PICKS are stories from many sources, selected by our editors or recommended by our readers because they are important, surprising, troubling, enlightening, inspiring, or amusing. They appear on our site and in our daily newsletter. Please send suggested articles, videos, podcasts, etc. to picks@whowhatwhy.org.
The Eviction Moratorium Has Ended. Here’s What Renters Need to Know. (Maria)
The authors write, “The expiration over the weekend of the federal eviction moratorium puts the housing security of possibly millions of families in jeopardy. But if and when people could be evicted varies greatly depending on the laws where they live. As the court bureaucracy kick starts, here is what renters facing possible eviction need to know.”
Top Texas Court Rejects Case, Then Agrees to Hear It After Appellant Donates $250k to Reelection Pac (Reader Steve)
From the ABA Journal : “In October, the Apache Corp., a Houston oil company, was unable to persuade the Texas Supreme Court to hear its appeal of a paralegal’s retaliation award of about $900,000 in damages and attorney fees. But the top Texas court agreed to hear the case and ruled for the Apache Corp. last month after the company donated $250,000 to a political action committee that supported the reelection of four Texas justices, including two who ended up siding with the Apache Corp., the Houston Chronicle reports in a story noted by How Appealing.”
Emails Show UM Officials’ Concern Over Fired Historian Criticizing Private Prison Ties (Dana)
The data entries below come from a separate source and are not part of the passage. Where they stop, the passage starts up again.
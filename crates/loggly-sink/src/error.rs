// Copyright 2023-Present Datadog, Inc. https://www.datadoghq.com/
// SPDX-License-Identifier: Apache-2.0

/// Errors that can occur while buffering, serializing or shipping log entries
#[derive(Debug, thiserror::Error)]
pub enum SinkError {
    #[error("Invalid configuration: {0}")]
    InvalidConfig(String),

    #[error("Failed to serialize log entries: {0}")]
    Serialization(#[from] serde_json::Error),

    #[error("Failed to send bulk request: {0}")]
    Transport(#[from] reqwest::Error),

    #[error("Unexpected response from bulk endpoint ({status}): {body}")]
    UnexpectedResponse { status: u16, body: String },

    #[error("Flush failed: {0}")]
    FlushFailed(String),

    #[error("Publisher is no longer running")]
    PublisherClosed,

    #[error("A tokio runtime is required to start the sink")]
    RuntimeUnavailable,
}

impl SinkError {
    /// Whether this is the "flush failed" condition that terminal signals swallow.
    #[must_use]
    pub fn is_flush_failed(&self) -> bool {
        matches!(self, SinkError::FlushFailed(_))
    }
}

#[cfg(test)]
#[allow(clippy::unwrap_used)]
mod tests {
    use super::*;

    #[test]
    fn test_error_display() {
        let error = SinkError::InvalidConfig("missing customer token".to_string());
        assert_eq!(
            error.to_string(),
            "Invalid configuration: missing customer token"
        );

        let error = SinkError::UnexpectedResponse {
            status: 200,
            body: "<html>".to_string(),
        };
        assert_eq!(
            error.to_string(),
            "Unexpected response from bulk endpoint (200): <html>"
        );
    }

    #[test]
    fn test_is_flush_failed() {
        assert!(SinkError::FlushFailed("no progress".into()).is_flush_failed());
        assert!(!SinkError::PublisherClosed.is_flush_failed());
        assert!(!SinkError::InvalidConfig("x".into()).is_flush_failed());
    }

    #[test]
    fn test_serialization_error_conversion() {
        let json_err = serde_json::from_str::<serde_json::Value>("{").unwrap_err();
        let error: SinkError = json_err.into();
        assert!(matches!(error, SinkError::Serialization(_)));
    }
}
From the Mississippi Free Press: “Before the University of Mississippi terminated Dr. Garrett Felber, an anti-racist history professor, his public criticisms of its ties to the private-prison industry drew concern from administrators on campus who had monitored social-media activities, emails this publication obtained show. After news of Felber’s termination broke in December 2020, Provost Noel Wilkin said it was because the history department chair, Noell Wilson, had ‘lost confidence that an untenured faculty member would act in good faith and be responsive to her repeated efforts to help him succeed.’ But the historian claimed his termination was retaliation for his activism, his criticisms of administrators’ focus on appeasing wealthy donors, and the university’s role in mass incarceration.”
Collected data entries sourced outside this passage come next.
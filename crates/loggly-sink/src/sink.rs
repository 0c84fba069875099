// Copyright 2023-Present Datadog, Inc. https://www.datadoghq.com/
// SPDX-License-Identifier: Apache-2.0

//! Sink lifecycle: ingestion, flushing and bounded shutdown.
//!
//! ```text
//!   Running ──(Completed / Failed)──► Flushing ──► Disposed
//!      │                                              ▲
//!      └──────────────────(dispose)───────────────────┘
//! ```
//!
//! `Disposed` is terminal: pushes are ignored, flushes resolve immediately and
//! the shared cancellation token stops any in-flight or future request.

use std::future::Future;
use std::sync::{Arc, Mutex, MutexGuard, PoisonError};
use std::time::Duration;

use tokio::runtime::Handle;
use tokio_util::sync::CancellationToken;
use tracing::{debug, warn};

use crate::buffer::{BufferedPublisher, BufferedPublisherHandle, Publish};
use crate::config::SinkConfig;
use crate::delivery::BulkPublisher;
use crate::diagnostics::{DiagnosticSink, TracingDiagnostics};
use crate::entry::LogEntry;
use crate::error::SinkError;

#[derive(Debug, Clone, Copy, PartialEq, Eq)]
pub enum SinkState {
    Running,
    Flushing,
    Disposed,
}

/// End-of-stream notifications from the producer.
#[derive(Debug)]
pub enum TerminalSignal {
    Completed,
    Failed(Box<dyn std::error::Error + Send + Sync>),
}

/// Buffers log entries and ships them to a Loggly bulk endpoint.
///
/// Must be created inside a tokio runtime, otherwise construction fails with
/// [`SinkError::RuntimeUnavailable`]. Publishing runs on a background task
/// while [`LogglySink::push`] only touches the in-memory buffer.
#[derive(Debug)]
pub struct LogglySink {
    state: Mutex<SinkState>,
    publisher: BufferedPublisherHandle<LogEntry>,
    cancel_token: CancellationToken,
    on_completed_timeout: Option<Duration>,
}

impl LogglySink {
    /// Creates a sink reporting internal faults through `tracing`.
    pub fn new(config: SinkConfig) -> Result<Self, SinkError> {
        Self::with_diagnostics(config, Arc::new(TracingDiagnostics))
    }

    pub fn with_diagnostics(
        config: SinkConfig,
        diagnostics: Arc<dyn DiagnosticSink>,
    ) -> Result<Self, SinkError> {
        config.validate()?;
        let cancel_token = CancellationToken::new();
        let publisher = BulkPublisher::new(&config, cancel_token.clone(), diagnostics)?;
        Self::start(&config, Arc::new(publisher), cancel_token)
    }

    /// Creates a sink delivering batches through a custom publisher.
    pub fn with_publisher(
        config: SinkConfig,
        publisher: Arc<dyn Publish<LogEntry>>,
    ) -> Result<Self, SinkError> {
        config.validate()?;
        Self::start(&config, publisher, CancellationToken::new())
    }

    pub(crate) fn start(
        config: &SinkConfig,
        publisher: Arc<dyn Publish<LogEntry>>,
        cancel_token: CancellationToken,
    ) -> Result<Self, SinkError> {
        if Handle::try_current().is_err() {
            return Err(SinkError::RuntimeUnavailable);
        }

        let id = format!("LogglySink ({})", config.instance_name);
        let publisher = BufferedPublisher::start(
            &id,
            publisher,
            config.buffering_interval,
            config.buffering_count,
            config.max_buffer_size,
            &cancel_token,
        );
        debug!("LOGGLY | {id} started");

        Ok(LogglySink {
            state: Mutex::new(SinkState::Running),
            publisher,
            cancel_token,
            on_completed_timeout: config.on_completed_timeout,
        })
    }

    fn lock_state(&self) -> MutexGuard<'_, SinkState> {
        self.state.lock().unwrap_or_else(PoisonError::into_inner)
    }

    #[must_use]
    pub fn state(&self) -> SinkState {
        *self.lock_state()
    }

    /// Buffers an entry without blocking. `None` is ignored.
    ///
    /// Returns whether the entry was buffered; it is dropped once the sink is
    /// disposed or the buffer is full.
    pub fn push(&self, entry: impl Into<Option<LogEntry>>) -> bool {
        let Some(entry) = entry.into() else {
            return false;
        };
        if self.state() == SinkState::Disposed {
            return false;
        }
        self.publisher.try_post(entry)
    }

    /// Publishes everything buffered now. Resolves immediately once disposed.
    pub fn flush(&self) -> impl Future<Output = Result<(), SinkError>> + Send + 'static {
        let pending = match self.state() {
            SinkState::Disposed => None,
            SinkState::Running | SinkState::Flushing => Some(self.publisher.flush()),
        };

        async move {
            match pending {
                Some(flush) => flush.await,
                None => Ok(()),
            }
        }
    }

    /// The producer finished: flush within the completion timeout, then dispose.
    pub async fn on_completed(&self) -> Result<(), SinkError> {
        self.terminate(TerminalSignal::Completed).await
    }

    /// The producer failed: flush within the completion timeout, then dispose.
    pub async fn on_error(
        &self,
        error: impl Into<Box<dyn std::error::Error + Send + Sync>>,
    ) -> Result<(), SinkError> {
        self.terminate(TerminalSignal::Failed(error.into())).await
    }

    /// Runs the bounded flush and disposes the sink.
    ///
    /// A flush that times out or fails with [`SinkError::FlushFailed`] is not
    /// an error for the caller. Any other flush error is returned after the
    /// sink has been disposed.
    pub async fn terminate(&self, signal: TerminalSignal) -> Result<(), SinkError> {
        {
            let mut state = self.lock_state();
            if *state != SinkState::Running {
                return Ok(());
            }
            *state = SinkState::Flushing;
        }

        if let TerminalSignal::Failed(error) = &signal {
            debug!("LOGGLY | Event stream failed, flushing before shutdown: {error}");
        }

        let result = self.flush_bounded().await;
        self.dispose();
        result
    }

    async fn flush_bounded(&self) -> Result<(), SinkError> {
        let flush = self.publisher.flush();
        let result = match self.on_completed_timeout {
            Some(limit) => {
                if let Ok(result) = tokio::time::timeout(limit, flush).await {
                    result
                } else {
                    warn!(
                        "LOGGLY | Flush did not complete within {} ms, buffered entries are dropped",
                        limit.as_millis()
                    );
                    return Ok(());
                }
            }
            None => flush.await,
        };

        match result {
            Err(e) if e.is_flush_failed() => {
                debug!("LOGGLY | Ignoring failed flush during shutdown: {e}");
                Ok(())
            }
            other => other,
        }
    }

    /// Cancels in-flight requests and stops the publisher. Idempotent.
    pub fn dispose(&self) {
        let previous = std::mem::replace(&mut *self.lock_state(), SinkState::Disposed);
        if previous == SinkState::Disposed {
            return;
        }

        self.cancel_token.cancel();
        self.publisher.dispose();
        debug!("LOGGLY | Sink disposed");
    }
}

impl Drop for LogglySink {
    fn drop(&mut self) {
        // Only the token is touched here; cancelling twice is a no-op.
        self.cancel_token.cancel();
    }
}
Why Newsmax Is Failing (Reader Jim)
From Vox: “Former President Donald Trump gave a speech [last] weekend, but you might not have known it even if you are a regular Fox News viewer. Instead, you would’ve had to turn to Newsmax, the right-wing cable news channel that’s sticking to its old-school strategy of being the Trumpiest channel on TV. But with Trump now more than seven months removed from the White House, out-Trumping the competition isn’t proving to be the ratings hit these days that it was in December and January. The wall-to-wall coverage of Trump’s speech on Saturday at a Turning Point event in Phoenix was a snapshot of how Newsmax is trying to stay relevant.”
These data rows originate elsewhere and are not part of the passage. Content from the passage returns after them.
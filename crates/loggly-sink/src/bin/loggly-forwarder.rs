// Copyright 2023-Present Datadog, Inc. https://www.datadoghq.com/
// SPDX-License-Identifier: Apache-2.0

#![cfg_attr(not(test), deny(clippy::panic))]
#![cfg_attr(not(test), deny(clippy::unwrap_used))]
#![cfg_attr(not(test), deny(clippy::expect_used))]
#![cfg_attr(not(test), deny(clippy::todo))]
#![cfg_attr(not(test), deny(clippy::unimplemented))]

//! Forwards stdin to Loggly, one log entry per line.
//!
//! Configuration is read from `LOGGLY_*` environment variables, see
//! [`SinkConfig::from_env`]. The process exits once stdin is closed and the
//! remaining entries have been flushed.

use std::env;
use std::process::ExitCode;

use serde_json::Value;
use tokio::io::{AsyncBufReadExt, BufReader};
use tracing::{debug, error, info};
use uuid::Uuid;

use loggly_sink::{logger, EventLevel, LogEntry, LogglySink, SinkConfig};

const LINE_EVENT_ID: i32 = 1;

#[tokio::main]
pub async fn main() -> ExitCode {
    let log_level = env::var("LOGGLY_LOG_LEVEL")
        .map(|val| val.to_lowercase())
        .unwrap_or("info".to_string());

    if let Err(e) = logger::init(&format!("h2=off,hyper=off,rustls=off,{log_level}")) {
        eprintln!("Unable to initialize logging: {e}");
        return ExitCode::FAILURE;
    }

    let config = match SinkConfig::from_env() {
        Ok(config) => config,
        Err(e) => {
            error!("Error creating Loggly sink config: {e}");
            return ExitCode::FAILURE;
        }
    };
    let instance_name = config.instance_name.clone();

    let sink = match LogglySink::new(config) {
        Ok(sink) => sink,
        Err(e) => {
            error!("Error starting Loggly sink: {e}");
            return ExitCode::FAILURE;
        }
    };
    info!("Forwarding stdin to Loggly as {instance_name}");

    // Correlates every line forwarded by this process.
    let activity_id = Uuid::new_v4();
    let mut lines = BufReader::new(tokio::io::stdin()).lines();
    let mut forwarded: usize = 0;
    let read_error = loop {
        match lines.next_line().await {
            Ok(Some(line)) => {
                let entry = LogEntry::new(LINE_EVENT_ID, EventLevel::Informational, line.clone())
                    .with_event_name("Line")
                    .with_activity(activity_id, None)
                    .with_payload(["line"], [Value::String(line)]);
                if sink.push(entry) {
                    forwarded += 1;
                }
            }
            Ok(None) => break None,
            Err(e) => break Some(e),
        }
    };
    debug!("Buffered {forwarded} lines");

    let result = match read_error {
        None => sink.on_completed().await,
        Some(e) => {
            error!("Error reading stdin: {e}");
            sink.on_error(e).await
        }
    };

    match result {
        Ok(()) => ExitCode::SUCCESS,
        Err(e) => {
            error!("Error flushing Loggly sink: {e}");
            ExitCode::FAILURE
        }
    }
}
The Jeffrey Epstein Cover Up: Pedophilia, Lies, and Videotape (DonkeyHotey)
The author writes, “Numerous procurers and perpetrators integral to Epstein and Ghislane Maxwell’s crimes against children have not been indicted, and current officials are finding new ways to obfuscate the sordid truth.”
Rosebud Ancestors Buried in Emotional Ceremony (Dan)
From Indian Country Today: “Dora Her Pipe (Brave Bull) just wanted to go home. After being ripped from her family in South Dakota at 16 and shipped 1,500 miles to the Carlisle Indian Industrial School in 1879, she asked to be sent home in January 1881 because of illness. Just three months later, she was dead. It would take another 140 years before she returned to her family and her homelands, wrapped in a buffalo robe in a cedar box.”
When Fawns Perceive Constant Danger From Many Sources, They Almost Seem to Relax (Mili)
The author writes, “Burnout. It is a syndrome that is said to afflict humans who feel chronic stress. But after conducting a novel study using trail cameras showing the interactions between white-tailed deer fawns and predators, a researcher suggests that prey animals feel it, too.”
On the Trail of a Mysterious, Pseudonymous Author (Sean)
The author writes, “It arrived at the height of the pandemic, in a brown envelope with no return address and too many stamps, none of which had been marked by the post office. It was addressed to me at my parents’ New York City apartment, where I haven’t lived in more than a decade. My mother used the envelope as a notepad for a few weeks, then handed it off to me in July; it was the first time I’d seen her after months of quarantine. Inside the envelope was a small, stapled book — a pamphlet, really — titled ‘Foodie or The Capitalist Monsoon that is Mississippi,’ by a writer named Stokes Prickett.”